▸ **Your task**:
Go through the material under this sentence. Return every line holding "LoginCodes".

▸ **Given data**:
= Beginning of Section =

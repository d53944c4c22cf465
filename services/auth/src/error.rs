use axum::http::StatusCode;
use axum::response::{IntoResponse, Response};

/// Auth service domain error variants.
///
/// Messages are shown to the user as-is.
#[derive(Debug, thiserror::Error)]
pub enum AuthServiceError {
    #[error("등록되지 않은 이메일입니다.")]
    UnknownCredential,
    #[error("IP가 차단되었습니다. {remaining_minutes}분 후 다시 시도하세요.")]
    RateLimited { remaining_minutes: i64 },
    #[error("너무 많은 실패로 인해 {ban_minutes}분간 접속이 제한됩니다.")]
    TooManyAttempts { ban_minutes: i64 },
    #[error("Invalid or expired code")]
    InvalidOrExpiredCode,
    #[error("Not authenticated")]
    Unauthenticated,
    #[error("internal error")]
    Internal(#[from] anyhow::Error),
    /// Unexpected failure while issuing a login code.
    #[error("로그인 코드 전송에 실패했습니다.")]
    LoginCodeFailed(anyhow::Error),
}

impl AuthServiceError {
    pub fn kind(&self) -> &'static str {
        match self {
            Self::UnknownCredential => "UNKNOWN_CREDENTIAL",
            Self::RateLimited { .. } => "RATE_LIMITED",
            Self::TooManyAttempts { .. } => "TOO_MANY_ATTEMPTS",
            Self::InvalidOrExpiredCode => "INVALID_OR_EXPIRED_CODE",
            Self::Unauthenticated => "UNAUTHENTICATED",
            Self::Internal(_) | Self::LoginCodeFailed(_) => "INTERNAL",
        }
    }

    /// Reword an internal failure for `POST /auth/login`.
    pub fn into_login_failure(self) -> Self {
        match self {
            Self::Internal(e) => Self::LoginCodeFailed(e),
            other => other,
        }
    }
}

impl IntoResponse for AuthServiceError {
    fn into_response(self) -> Response {
        let status = match &self {
            Self::UnknownCredential
            | Self::RateLimited { .. }
            | Self::TooManyAttempts { .. }
            | Self::InvalidOrExpiredCode => StatusCode::BAD_REQUEST,
            Self::Unauthenticated => StatusCode::UNAUTHORIZED,
            Self::Internal(_) | Self::LoginCodeFailed(_) => StatusCode::INTERNAL_SERVER_ERROR,
        };
        // tower-http TraceLayer already records method/uri/status for every request;
        // only 500s need the anyhow chain.
        if let Self::Internal(ref e) | Self::LoginCodeFailed(ref e) = self {
            tracing::error!(error = %format!("{e:#}"), kind = "INTERNAL", "internal error");
        }
        let body = serde_json::json!({
            "kind": self.kind(),
            "message": self.to_string(),
        });
        (status, axum::Json(body)).into_response()
    }
}

/// Failure to hand a login code to Telegram. Never fails the login request.
#[derive(Debug, thiserror::Error)]
pub enum DeliveryError {
    #[error("telegram request failed: {0}")]
    Transport(String),
    #[error("telegram rejected the message with status {status}: {body}")]
    Rejected { status: u16, body: String },
}
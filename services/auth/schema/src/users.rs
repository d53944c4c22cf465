use sea_orm::entity::prelude::*;

/// The single allow-listed identity, keyed by its Telegram chat id.
/// Created on the first matching login request and never deleted.
#[derive(Clone, Debug, PartialEq, Eq, DeriveEntityModel)]
#[sea_orm(table_name = "users")]
pub struct Model {
    #[sea_orm(primary_key, auto_increment = false)]
    pub id: Uuid,
    #[sea_orm(unique)]
    pub delivery_address: String,
    pub is_active: bool,
    pub created_at: chrono::DateTime<chrono::Utc>,
    pub last_login_at: Option<chrono::DateTime<chrono::Utc>>,
    pub last_login_request_at: Option<chrono::DateTime<chrono::Utc>>,
}

#[derive(Copy, Clone, Debug, EnumIter, DeriveRelation)]
pub enum Relation {
    #[sea_orm(has_many = "super::login_codes::Entity")]
    LoginCodes,
}

impl Related<super::login_codes::Entity> for Entity {
    fn to() -> RelationDef {
        Relation::LoginCodes.def()
    }
}

impl ActiveModelBehavior for ActiveModel {}
use chrono::{DateTime, Utc};
use uuid::Uuid;

use tabi_auth_types::token::{SessionKeys, issue_session_at};

use crate::domain::repository::{IdentityRepository, LoginCodeRepository};
use crate::domain::types::Identity;
use crate::error::AuthServiceError;

// ── VerifyCode (login) ────────────────────────────────────────────────────────

#[derive(Debug)]
pub struct VerifyCodeOutput {
    pub identity: Identity,
    pub session_token: String,
    pub expires_at: u64,
}

pub struct VerifyCodeUseCase<C: LoginCodeRepository> {
    pub login_codes: C,
    pub keys: SessionKeys,
}

impl<C: LoginCodeRepository> VerifyCodeUseCase<C> {
    pub async fn execute(&self, code: &str) -> Result<VerifyCodeOutput, AuthServiceError> {
        self.execute_at(code, Utc::now()).await
    }

    /// Consume `code` and sign a session issued at `now`. Wrong codes are not
    /// counted against the caller's address.
    pub async fn execute_at(
        &self,
        code: &str,
        now: DateTime<Utc>,
    ) -> Result<VerifyCodeOutput, AuthServiceError> {
        let identity = self
            .login_codes
            .consume(code, now)
            .await?
            .ok_or(AuthServiceError::InvalidOrExpiredCode)?;

        let issued_at = u64::try_from(now.timestamp()).unwrap_or(0);
        let session = issue_session_at(identity.id, &self.keys, issued_at)
            .map_err(|e| AuthServiceError::Internal(e.into()))?;

        Ok(VerifyCodeOutput {
            identity,
            session_token: session.token,
            expires_at: session.expires_at,
        })
    }
}

// ── CurrentIdentity ───────────────────────────────────────────────────────────

pub struct CurrentIdentityUseCase<I: IdentityRepository> {
    pub identities: I,
}

impl<I: IdentityRepository> CurrentIdentityUseCase<I> {
    pub async fn execute(&self, identity_id: Uuid) -> Result<Identity, AuthServiceError> {
        self.identities
            .find_by_id(identity_id)
            .await?
            .filter(|identity| identity.is_active)
            .ok_or(AuthServiceError::Unauthenticated)
    }
}
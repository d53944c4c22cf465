use axum::extract::State;
use axum::http::StatusCode;

use crate::state::AppState;

/// Readiness: 200 once the database answers a ping, 503 otherwise.
pub async fn readyz(State(state): State<AppState>) -> StatusCode {
    match state.db.ping().await {
        Ok(()) => StatusCode::OK,
        Err(e) => {
            tracing::warn!(error = %e, "readiness check failed");
            StatusCode::SERVICE_UNAVAILABLE
        }
    }
}
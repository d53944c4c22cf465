//! Mock session helpers for HTTP tests.
//!
//! Protected routes read a signed session token from the `Authorization` header or the
//! `session_token` cookie. `MockSession` signs one with the test keys so a test can call
//! those routes without walking through the login-code flow first.

use axum::http::{HeaderName, HeaderValue, header};
use uuid::Uuid;

use tabi_auth_types::cookie::SESSION_COOKIE;
use tabi_auth_types::token::{SessionKeys, issue_session, issue_session_at, now_secs};

/// A signed session for a chosen identity.
pub struct MockSession {
    pub identity_id: Uuid,
    pub token: String,
}

impl MockSession {
    /// Sign a session that is valid for the keys' TTL from now.
    pub fn new(identity_id: Uuid, keys: &SessionKeys) -> Self {
        let issued = issue_session(identity_id, keys).unwrap();
        Self {
            identity_id,
            token: issued.token,
        }
    }

    /// Sign a session whose expiry already passed.
    pub fn expired(identity_id: Uuid, keys: &SessionKeys) -> Self {
        let issued_at = now_secs() - keys.ttl_secs() - 60;
        let issued = issue_session_at(identity_id, keys, issued_at).unwrap();
        Self {
            identity_id,
            token: issued.token,
        }
    }

    /// `Authorization: Bearer <token>` header pair.
    pub fn bearer_header(&self) -> (HeaderName, HeaderValue) {
        (
            header::AUTHORIZATION,
            HeaderValue::from_str(&format!("Bearer {}", self.token)).unwrap(),
        )
    }

    /// `Cookie: session_token=<token>` header pair.
    pub fn cookie_header(&self) -> (HeaderName, HeaderValue) {
        (
            header::COOKIE,
            HeaderValue::from_str(&format!("{SESSION_COOKIE}={}", self.token)).unwrap(),
        )
    }
}
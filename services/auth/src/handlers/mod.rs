pub mod auth;
pub mod client_ip;
pub mod health;
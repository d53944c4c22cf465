//! Shared plumbing for Tabi services: probes, request ids, tracing and serde helpers.

pub mod health;
pub mod middleware;
pub mod serde;
pub mod tracing;
use std::convert::Infallible;
use std::net::SocketAddr;

use axum::extract::{ConnectInfo, FromRequestParts};
use axum::http::{HeaderMap, request::Parts};

const X_FORWARDED_FOR: &str = "x-forwarded-for";
const X_REAL_IP: &str = "x-real-ip";
const FALLBACK_IP: &str = "127.0.0.1";

/// Source address of the caller, used as the ban key.
///
/// Resolution order: first `X-Forwarded-For` entry, `X-Real-IP`, socket peer, then
/// `127.0.0.1`. Proxy headers are trusted as-is.
#[derive(Debug, Clone, PartialEq, Eq)]
pub struct ClientIp(pub String);

fn header_ip(headers: &HeaderMap) -> Option<String> {
    let forwarded = headers
        .get(X_FORWARDED_FOR)
        .and_then(|v| v.to_str().ok())
        .and_then(|v| v.split(',').next())
        .map(str::trim)
        .filter(|v| !v.is_empty());
    let real_ip = || {
        headers
            .get(X_REAL_IP)
            .and_then(|v| v.to_str().ok())
            .map(str::trim)
            .filter(|v| !v.is_empty())
    };
    forwarded.or_else(real_ip).map(str::to_owned)
}

impl<S> FromRequestParts<S> for ClientIp
where
    S: Send + Sync,
{
    type Rejection = Infallible;

    fn from_request_parts(
        parts: &mut Parts,
        _state: &S,
    ) -> impl std::future::Future<Output = Result<Self, Self::Rejection>> + Send {
        let ip = header_ip(&parts.headers)
            .or_else(|| {
                parts
                    .extensions
                    .get::<ConnectInfo<SocketAddr>>()
                    .map(|ConnectInfo(addr)| addr.ip().to_string())
            })
            .unwrap_or_else(|| FALLBACK_IP.to_owned());

        async move { Ok(Self(ip)) }
    }
}
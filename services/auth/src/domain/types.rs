use chrono::{DateTime, Duration, Utc};
use uuid::Uuid;

/// The single allow-listed principal, keyed by its Telegram chat id.
#[derive(Debug, Clone, PartialEq, Eq)]
pub struct Identity {
    pub id: Uuid,
    pub delivery_address: String,
    pub is_active: bool,
    pub created_at: DateTime<Utc>,
    pub last_login_at: Option<DateTime<Utc>>,
    pub last_login_request_at: Option<DateTime<Utc>>,
}

impl Identity {
    /// A fresh active identity whose first code request happens at `now`.
    pub fn new(delivery_address: &str, now: DateTime<Utc>) -> Self {
        Self {
            id: Uuid::now_v7(),
            delivery_address: delivery_address.to_owned(),
            is_active: true,
            created_at: now,
            last_login_at: None,
            last_login_request_at: Some(now),
        }
    }
}

/// One-time 6-digit login code.
#[derive(Debug, Clone, PartialEq, Eq)]
pub struct LoginCode {
    pub id: Uuid,
    pub identity_id: Uuid,
    pub code: String,
    pub expires_at: DateTime<Utc>,
    pub is_used: bool,
    pub used_at: Option<DateTime<Utc>>,
    pub created_at: DateTime<Utc>,
}

impl LoginCode {
    pub fn is_valid_at(&self, now: DateTime<Utc>) -> bool {
        !self.is_used && self.expires_at > now
    }
}

/// Failed-attempt counter and ban window for one source address.
#[derive(Debug, Clone, PartialEq, Eq)]
pub struct IpBan {
    pub id: Uuid,
    pub ip_address: String,
    pub failed_attempts: u32,
    pub banned_until: Option<DateTime<Utc>>,
    pub first_attempt_at: DateTime<Utc>,
    pub last_attempt_at: DateTime<Utc>,
}

impl IpBan {
    pub fn is_banned_at(&self, now: DateTime<Utc>) -> bool {
        matches!(self.banned_until, Some(until) if until > now)
    }

    /// Whole minutes left on the ban, rounded up. Zero when not banned.
    pub fn remaining_minutes(&self, now: DateTime<Utc>) -> i64 {
        self.banned_until
            .map(|until| (until - now).num_seconds())
            .filter(|secs| *secs > 0)
            .map(|secs| (secs + 59) / 60)
            .unwrap_or(0)
    }
}

/// Failure threshold and ban length for wrong-credential attempts.
#[derive(Debug, Clone, Copy, PartialEq, Eq)]
pub struct BanPolicy {
    pub max_attempts: u32,
    pub ban_duration: Duration,
}

impl Default for BanPolicy {
    fn default() -> Self {
        Self {
            max_attempts: DEFAULT_MAX_LOGIN_ATTEMPTS,
            ban_duration: Duration::minutes(DEFAULT_BAN_DURATION_MINUTES),
        }
    }
}

impl BanPolicy {
    pub fn ban_minutes(&self) -> i64 {
        self.ban_duration.num_minutes()
    }

    /// Apply one failed attempt from `ip_address` to its current record.
    ///
    /// Starts a new record at 1 when there is none. Once the counter is at or past
    /// `max_attempts`, a ban starts at `now` unless one is still running; an active
    /// ban window is never extended.
    pub fn register_failure(
        &self,
        existing: Option<IpBan>,
        ip_address: &str,
        now: DateTime<Utc>,
    ) -> IpBan {
        let mut ban = match existing {
            Some(mut ban) => {
                ban.failed_attempts = ban.failed_attempts.saturating_add(1);
                ban.last_attempt_at = now;
                ban
            }
            None => IpBan {
                id: Uuid::now_v7(),
                ip_address: ip_address.to_owned(),
                failed_attempts: 1,
                banned_until: None,
                first_attempt_at: now,
                last_attempt_at: now,
            },
        };
        if ban.failed_attempts >= self.max_attempts && !ban.is_banned_at(now) {
            ban.banned_until = Some(now + self.ban_duration);
        }
        ban
    }
}

/// Who may log in, where the code goes, and how long codes and bans last.
#[derive(Debug, Clone)]
pub struct LoginPolicy {
    pub allowed_credential: String,
    pub delivery_address: String,
    pub code_ttl: Duration,
    pub ban: BanPolicy,
}

impl LoginPolicy {
    /// Case-insensitive comparison against the allow-listed credential.
    pub fn matches(&self, candidate: &str) -> bool {
        candidate.to_lowercase() == self.allowed_credential.to_lowercase()
    }
}

/// Outcome of handing a login code to the notifier.
#[derive(Debug, Clone, Copy, PartialEq, Eq)]
pub enum Delivery {
    /// The message reached the Telegram Bot API.
    Sent,
    /// No bot is configured; the code only went to the log.
    Logged,
    /// The notifier failed. The code stays valid.
    Failed,
}

/// Login code length in digits.
pub const LOGIN_CODE_LEN: usize = 6;

/// Login code time-to-live in minutes.
pub const DEFAULT_LOGIN_CODE_TTL_MINUTES: i64 = 15;

/// Wrong-credential attempts from one address before it is banned.
pub const DEFAULT_MAX_LOGIN_ATTEMPTS: u32 = 5;

/// Ban length in minutes.
pub const DEFAULT_BAN_DURATION_MINUTES: i64 = 10;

= End of Section =

▸ **Task output**:
    LoginCodes,
        Relation::LoginCodes.def()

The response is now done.